Microsoft's Certification step-by-step guide explicitly cites "Multiplayer does not work as expected" as one of the three most common reasons titles are placed on Hold. Holds are calendar-week delays - coverage authored ahead of cert is the cheapest mitigation.

Inputs

Before walking the workflow, gather:

InputWhereWhy
Engine + netcode stackProject - Unity NGO / Unreal replication / MirrorDetermines the state vocabulary you enumerate
Topology - host / dedicated / listenGame design docListen-server has different states than dedicated server (see Unreal section below)
Max concurrent players (MaxPlayers)Backend config / multiplayer serviceCaps the fixture matrix
Persistence model - does the session resume after host-migration / suspend?Game design + platform cert requirementsXR-067 requires the title maintain MPSD session state
Platform target - Xbox / PSN / Switch / SteamCert planDrives the XR / TRC / Lotcheck clauses to cover

Workflow

Step 1 - Enumerate connection states

Per engine docs, list the states the engine exposes. The matrix is fixed by the framework - you cannot add or remove states, only choose which to cover.

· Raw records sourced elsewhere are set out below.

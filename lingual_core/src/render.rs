use std::collections::HashMap;
use std::collections::HashSet;
use std::sync::LazyLock;

use markdown::CompileOptions;
use markdown::Options;
use markdown::ParseOptions;
use regex::Captures;
use regex::Regex;
use serde::Deserialize;
use serde::Serialize;

use crate::LingualError;
use crate::LingualResult;

static HEADING_RE: LazyLock<Regex> =
	LazyLock::new(|| Regex::new(r"(?s)<h([1-6])>(.*?)</h[1-6]>").expect("heading pattern is valid"));

static TAG_RE: LazyLock<Regex> =
	LazyLock::new(|| Regex::new(r"<[^>]+>").expect("tag pattern is valid"));

/// One heading in a rendered lesson.
#[derive(Debug, Clone, PartialEq, Eq, Serialize, Deserialize)]
pub struct TocEntry {
	pub level: u8,
	pub id: String,
	pub text: String,
}

/// Rendered HTML together with its heading outline.
#[derive(Debug, Clone, PartialEq, Eq)]
pub struct RenderedHtml {
	pub html: String,
	pub toc: Vec<TocEntry>,
}

/// Markdown options used for lesson bodies: GitHub flavoured markdown
/// (tables, fenced code, strikethrough, autolinks) with raw HTML passed
/// through, since the transform pipeline emits HTML.
pub fn markdown_options() -> Options {
	Options {
		parse: ParseOptions::gfm(),
		compile: CompileOptions {
			allow_dangerous_html: true,
			..CompileOptions::gfm()
		},
	}
}

/// Render markdown to HTML and give every heading a unique anchor id.
pub fn render_markdown(text: &str) -> LingualResult<RenderedHtml> {
	let html = markdown::to_html_with_options(text, &markdown_options())
		.map_err(|message| LingualError::Markdown(message.to_string()))?;

	Ok(add_heading_ids(&html))
}

/// Add `id` attributes to bare `<hN>` tags and collect the outline.
pub fn add_heading_ids(html: &str) -> RenderedHtml {
	let mut toc = Vec::new();
	let mut counters: HashMap<String, usize> = HashMap::new();
	let mut emitted: HashSet<String> = HashSet::new();

	let html = HEADING_RE
		.replace_all(html, |caps: &Captures<'_>| {
			let level = &caps[1];
			let inner = &caps[2];
			let text = TAG_RE.replace_all(inner, "").trim().to_string();
			let id = unique_id(slugify(&text), &mut counters, &mut emitted);

			toc.push(TocEntry {
				level: level.parse().unwrap_or(1),
				id: id.clone(),
				text,
			});

			format!(r#"<h{level} id="{id}">{inner}</h{level}>"#)
		})
		.into_owned();

	RenderedHtml { html, toc }
}

/// Suffix `base` with `-N` until it differs from every id already emitted,
/// including ids that came from headings whose text ends in a number.
fn unique_id(
	base: String,
	counters: &mut HashMap<String, usize>,
	emitted: &mut HashSet<String>,
) -> String {
	let count = counters.entry(base.clone()).or_insert(0);
	let mut id = if *count == 0 {
		base.clone()
	} else {
		format!("{base}-{count}")
	};

	while emitted.contains(&id) {
		*count += 1;
		id = format!("{base}-{count}");
	}

	*count += 1;
	emitted.insert(id.clone());
	id
}

/// Lowercase `text` and join its alphanumeric runs with hyphens. Letters
/// outside ASCII are kept so that Japanese headings still get an anchor.
pub fn slugify(text: &str) -> String {
	let slug = text
		.chars()
		.map(|c| {
			if c.is_alphanumeric() {
				c.to_lowercase().next().unwrap_or(c)
			} else {
				'-'
			}
		})
		.collect::<String>()
		.split('-')
		.filter(|s| !s.is_empty())
		.collect::<Vec<_>>()
		.join("-");

	if slug.is_empty() {
		"section".to_string()
	} else {
		slug
	}
}
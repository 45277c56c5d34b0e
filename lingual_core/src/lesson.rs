use std::io::ErrorKind;
use std::sync::Arc;

use serde::Serialize;

use crate::ContentSource;
use crate::LingualError;
use crate::LingualResult;
use crate::Metadata;
use crate::Pipeline;
use crate::Slug;
use crate::SourceDocument;
use crate::TocEntry;
use crate::render_markdown;

/// Title used when a lesson's metadata has no `title`.
pub const DEFAULT_TITLE: &str = "Untitled";

/// A fully rendered lesson.
///
/// Serialises as `{ slug, title, summary, content, meta, toc }` where
/// `content` is the rendered HTML body.
#[derive(Debug, Clone, PartialEq, Serialize)]
pub struct Lesson {
	pub slug: Slug,
	/// Title after the transform pipeline. Not markdown-rendered.
	pub title: String,
	/// Summary after the transform pipeline. Not markdown-rendered.
	pub summary: String,
	#[serde(rename = "content")]
	pub html_content: String,
	#[serde(rename = "meta")]
	pub metadata: Metadata,
	/// Headings of the rendered body in document order.
	pub toc: Vec<TocEntry>,
}

/// Resolves slugs to lesson documents and renders them.
#[derive(Clone)]
pub struct LessonLoader {
	pipeline: Arc<Pipeline>,
	source: Arc<dyn ContentSource>,
}

impl LessonLoader {
	pub fn new(pipeline: Arc<Pipeline>, source: Arc<dyn ContentSource>) -> Self {
		Self { pipeline, source }
	}

	/// Load, transform and render the lesson for `slug`.
	///
	/// Fails with [`LingualError::InvalidSlug`] before touching storage when
	/// the slug contains anything other than letters, digits and hyphens,
	/// with [`LingualError::LessonNotFound`] when no document exists and with
	/// [`LingualError::FrontMatter`] when its metadata block is absent or
	/// malformed.
	#[tracing::instrument(level = "debug", skip(self))]
	pub fn load(&self, slug: &str) -> LingualResult<Lesson> {
		let slug = Slug::new(slug)?;
		let document = self.read_document(&slug)?;

		let body = self.pipeline.apply(&document.body);
		let rendered = render_markdown(&body)?;
		let title = self.short_field(&document, "title", DEFAULT_TITLE);
		let summary = self.short_field(&document, "summary", "");

		Ok(Lesson {
			slug: document.slug,
			title,
			summary,
			html_content: rendered.html,
			metadata: document.metadata,
			toc: rendered.toc,
		})
	}

	/// Read and split the document for `slug` without rendering it.
	pub fn read_document(&self, slug: &Slug) -> LingualResult<SourceDocument> {
		let text = match self.source.read_lesson(slug) {
			Ok(Some(text)) => text,
			Ok(None) => return Err(LingualError::LessonNotFound(slug.to_string())),
			Err(LingualError::Io(e)) if e.kind() == ErrorKind::InvalidData => {
				return Err(LingualError::FrontMatter {
					slug: slug.to_string(),
					reason: e.to_string(),
				});
			}
			Err(e) => return Err(e),
		};

		SourceDocument::parse(slug.clone(), &text)
	}

	/// Run a short metadata field through the pipeline only, so inline
	/// formatting works without paragraph wrapping.
	fn short_field(&self, document: &SourceDocument, key: &str, default: &str) -> String {
		let raw = document.field(key).unwrap_or_else(|| default.to_string());
		self.pipeline.apply(&raw)
	}
}
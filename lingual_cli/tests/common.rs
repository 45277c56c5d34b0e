#![allow(dead_code)]

use std::path::Path;

use assert_cmd::Command;
use insta_cmd::get_cargo_bin;

pub const CONFIG: &str = r#"namespace = "nihongo"
data_root = "data"
extensions = ["furigana"]

[routes]
"nihongo.grammar" = "/nihongo/grammar/{slug}"

[quiz]
max_questions = 4
"#;

pub const TE_FORM_LESSON: &str = r#"---
title: "The ::bold{te} form"
summary: Joining verbs
level: 4
---
# Te form

Read [Particles](grammar:particles) first.

/i The te form joins clauses.\

:::note Remember the ||ru|| verbs. :::
"#;

pub const KEIGO_LESSON: &str = "---\ntitle: Keigo\n---\n# Keigo\n\n敬語[けいご] is polite speech.\n";

pub const CATEGORY_MAP: &str = r#"{ "Verbs": ["te-form", "missing"], "Manners": ["keigo"] }"#;

pub fn lingual_cmd() -> Command {
	let mut cmd = Command::new(get_cargo_bin("lingual"));
	cmd.env("NO_COLOR", "1");
	cmd.env_remove("LINGUAL_LOG");
	cmd
}

/// A question bank with `count` questions in a single `drill` group.
pub fn question_bank(slug: &str, count: usize) -> String {
	let questions: Vec<String> = (1..=count)
		.map(|n| {
			format!(r#"{{ "question": "{slug} ::bold{{{n}}}", "options": ["a", "b"], "answer": 0 }}"#)
		})
		.collect();

	format!(
		r#"{{ "drill": {{ "title": "Drill", "bank": [{}] }} }}"#,
		questions.join(", ")
	)
}

/// Write a config plus a data root with two lessons and their banks.
pub fn write_project(root: &Path) -> std::io::Result<()> {
	let data = root.join("data");
	std::fs::create_dir_all(data.join("lessons"))?;
	std::fs::create_dir_all(data.join("quizzes"))?;

	std::fs::write(root.join("lingual.toml"), CONFIG)?;
	std::fs::write(data.join("map.json"), CATEGORY_MAP)?;
	std::fs::write(data.join("lessons/te-form.md"), TE_FORM_LESSON)?;
	std::fs::write(data.join("lessons/keigo.md"), KEIGO_LESSON)?;
	std::fs::write(data.join("quizzes/te-form.json"), question_bank("te-form", 3))?;
	std::fs::write(data.join("quizzes/keigo.json"), question_bank("keigo", 4))?;

	Ok(())
}
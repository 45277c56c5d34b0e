use std::collections::HashMap;
use std::io::ErrorKind;
use std::path::Path;
use std::path::PathBuf;

use crate::LingualError;
use crate::LingualResult;
use crate::Slug;

/// Directory under the data root holding lesson documents.
pub const LESSONS_DIR: &str = "lessons";
/// Directory under the data root holding quiz bank documents.
pub const QUIZZES_DIR: &str = "quizzes";
/// File under the data root mapping categories to lesson slugs.
pub const CATEGORY_MAP_FILE: &str = "map.json";
/// Default file extension of lesson documents.
pub const DEFAULT_LESSON_EXTENSION: &str = "md";

/// Backing storage for lesson, quiz bank and category map documents.
///
/// Every method returns `Ok(None)` when the document does not exist. Callers
/// only ever pass validated slugs.
pub trait ContentSource: Send + Sync {
	fn read_lesson(&self, slug: &Slug) -> LingualResult<Option<String>>;
	fn read_quiz_bank(&self, slug: &Slug) -> LingualResult<Option<String>>;
	fn read_category_map(&self) -> LingualResult<Option<String>>;
}

/// Reads documents from a data root on disk:
///
/// ```text
/// <data_root>/map.json
/// <data_root>/lessons/<slug>.md
/// <data_root>/quizzes/<slug>.json
/// ```
#[derive(Debug, Clone)]
pub struct FsContentSource {
	data_root: PathBuf,
	lesson_extension: String,
}

impl FsContentSource {
	pub fn new(data_root: impl Into<PathBuf>) -> Self {
		Self {
			data_root: data_root.into(),
			lesson_extension: DEFAULT_LESSON_EXTENSION.to_string(),
		}
	}

	#[must_use]
	pub fn with_lesson_extension(mut self, extension: impl Into<String>) -> Self {
		let extension = extension.into();
		self.lesson_extension = extension.trim_start_matches('.').to_string();
		self
	}

	pub fn data_root(&self) -> &Path {
		&self.data_root
	}

	pub fn lesson_path(&self, slug: &Slug) -> PathBuf {
		self.data_root
			.join(LESSONS_DIR)
			.join(format!("{slug}.{}", self.lesson_extension))
	}

	pub fn quiz_bank_path(&self, slug: &Slug) -> PathBuf {
		self.data_root.join(QUIZZES_DIR).join(format!("{slug}.json"))
	}

	pub fn category_map_path(&self) -> PathBuf {
		self.data_root.join(CATEGORY_MAP_FILE)
	}
}

impl ContentSource for FsContentSource {
	fn read_lesson(&self, slug: &Slug) -> LingualResult<Option<String>> {
		read_contained(&self.data_root.join(LESSONS_DIR), &self.lesson_path(slug))
	}

	fn read_quiz_bank(&self, slug: &Slug) -> LingualResult<Option<String>> {
		read_contained(&self.data_root.join(QUIZZES_DIR), &self.quiz_bank_path(slug))
	}

	fn read_category_map(&self) -> LingualResult<Option<String>> {
		read_contained(&self.data_root, &self.category_map_path())
	}
}

/// Read `file` only if it resolves to a regular file inside `dir` once both
/// are canonicalised.
fn read_contained(dir: &Path, file: &Path) -> LingualResult<Option<String>> {
	let resolved = match file.canonicalize() {
		Ok(resolved) => resolved,
		Err(e) if e.kind() == ErrorKind::NotFound => return Ok(None),
		Err(e) => return Err(e.into()),
	};
	let root = dir.canonicalize()?;

	if !resolved.starts_with(&root) {
		return Err(LingualError::PathOutsideRoot(file.display().to_string()));
	}

	if !resolved.is_file() {
		return Ok(None);
	}

	Ok(Some(std::fs::read_to_string(resolved)?))
}

/// Documents held in memory, keyed by slug.
#[derive(Debug, Clone, Default)]
pub struct MemoryContentSource {
	lessons: HashMap<String, String>,
	quiz_banks: HashMap<String, String>,
	category_map: Option<String>,
}

impl MemoryContentSource {
	pub fn new() -> Self {
		Self::default()
	}

	#[must_use]
	pub fn with_lesson(mut self, slug: impl Into<String>, text: impl Into<String>) -> Self {
		self.lessons.insert(slug.into(), text.into());
		self
	}

	#[must_use]
	pub fn with_quiz_bank(mut self, slug: impl Into<String>, json: impl Into<String>) -> Self {
		self.quiz_banks.insert(slug.into(), json.into());
		self
	}

	#[must_use]
	pub fn with_category_map(mut self, json: impl Into<String>) -> Self {
		self.category_map = Some(json.into());
		self
	}
}

impl ContentSource for MemoryContentSource {
	fn read_lesson(&self, slug: &Slug) -> LingualResult<Option<String>> {
		Ok(self.lessons.get(slug.as_str()).cloned())
	}

	fn read_quiz_bank(&self, slug: &Slug) -> LingualResult<Option<String>> {
		Ok(self.quiz_banks.get(slug.as_str()).cloned())
	}

	fn read_category_map(&self) -> LingualResult<Option<String>> {
		Ok(self.category_map.clone())
	}
}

Unity Netcode for GameObjects (per the v2.11 manual - NGO "is a high-level networking library built for Unity for you to abstract networking logic" with "Mono and IL2CPP" support and host / server / client topologies):

StateTriggerObservability
DisconnectedInitial / after disconnectNetworkManager.IsConnectedClient == false
ConnectingNetworkManager.StartClient() invokedBetween request and approval
Connected (Approved)Server accepts clientOnClientConnectedCallback
Connected (Pending Spawn)Approved but player object not yet spawnedWait for OnNetworkSpawn
Connected (Spawned)NetworkObject.IsSpawned == trueGameplay-ready
DisconnectingShutdown() / link lossOnClientDisconnectCallback fires next
HostSame process is both server + clientNetworkManager.IsHost

Unreal Engine replication (per the Networking Overview: "The server, as the host of the game, holds the one, true, authoritative game state."):

StateTriggerObservability
NM_StandaloneSingle-playerWorld->GetNetMode()
NM_DedicatedServer"Separate machine with no local players"IsRunningDedicatedServer()
NM_ListenServer"Host machine where the server operator also plays locally"IsRunningListenServer()
NM_ClientConnected as remote clientWorld->IsClient()
LoginAGameModeBase::PreLoginLoginPostLoginOverride PostLogin
Travel (seamless / hard)ServerTravel to new mapPlayerController->bIsClientReplicationPausedForFrame
LogoutLogout() callbackOverride on GameModeBase

Mirror Networking (per the Mirror docs on NetworkBehaviour, "a high level Networking library for Unity, optimized for ease of use & probability of success"):

StateTriggerObservability
OnStartServer"called on server when a game object spawns on the server"NetworkBehaviour override
OnStartClient"called on clients when the game object spawns on the client"NetworkBehaviour override
OnStartLocalPlayerLocal player only, after OnStartClientNetworkBehaviour override
OnStartAuthority / OnStopAuthority"Called when ownership changes"NetworkBehaviour override
OnStopServer / OnStopClient"Cleanup when objects are destroyed"NetworkBehaviour override

Step 2 - Enumerate ownership states

Authority handoff is where most "ghost item" / "ability use after death" bugs live. Per the engine docs:

EngineAuthority states
Unity NGOOwnerClientId (per NetworkObject); IsOwner, IsServer, IsHost flags
UnrealROLE_Authority (server), ROLE_AutonomousProxy (owning client), ROLE_SimulatedProxy (other clients), ROLE_None
MirrorisServer, isClient, isLocalPlayer, isOwned per Mirror NetworkBehaviour docs - "isOwned - client has authority over this object"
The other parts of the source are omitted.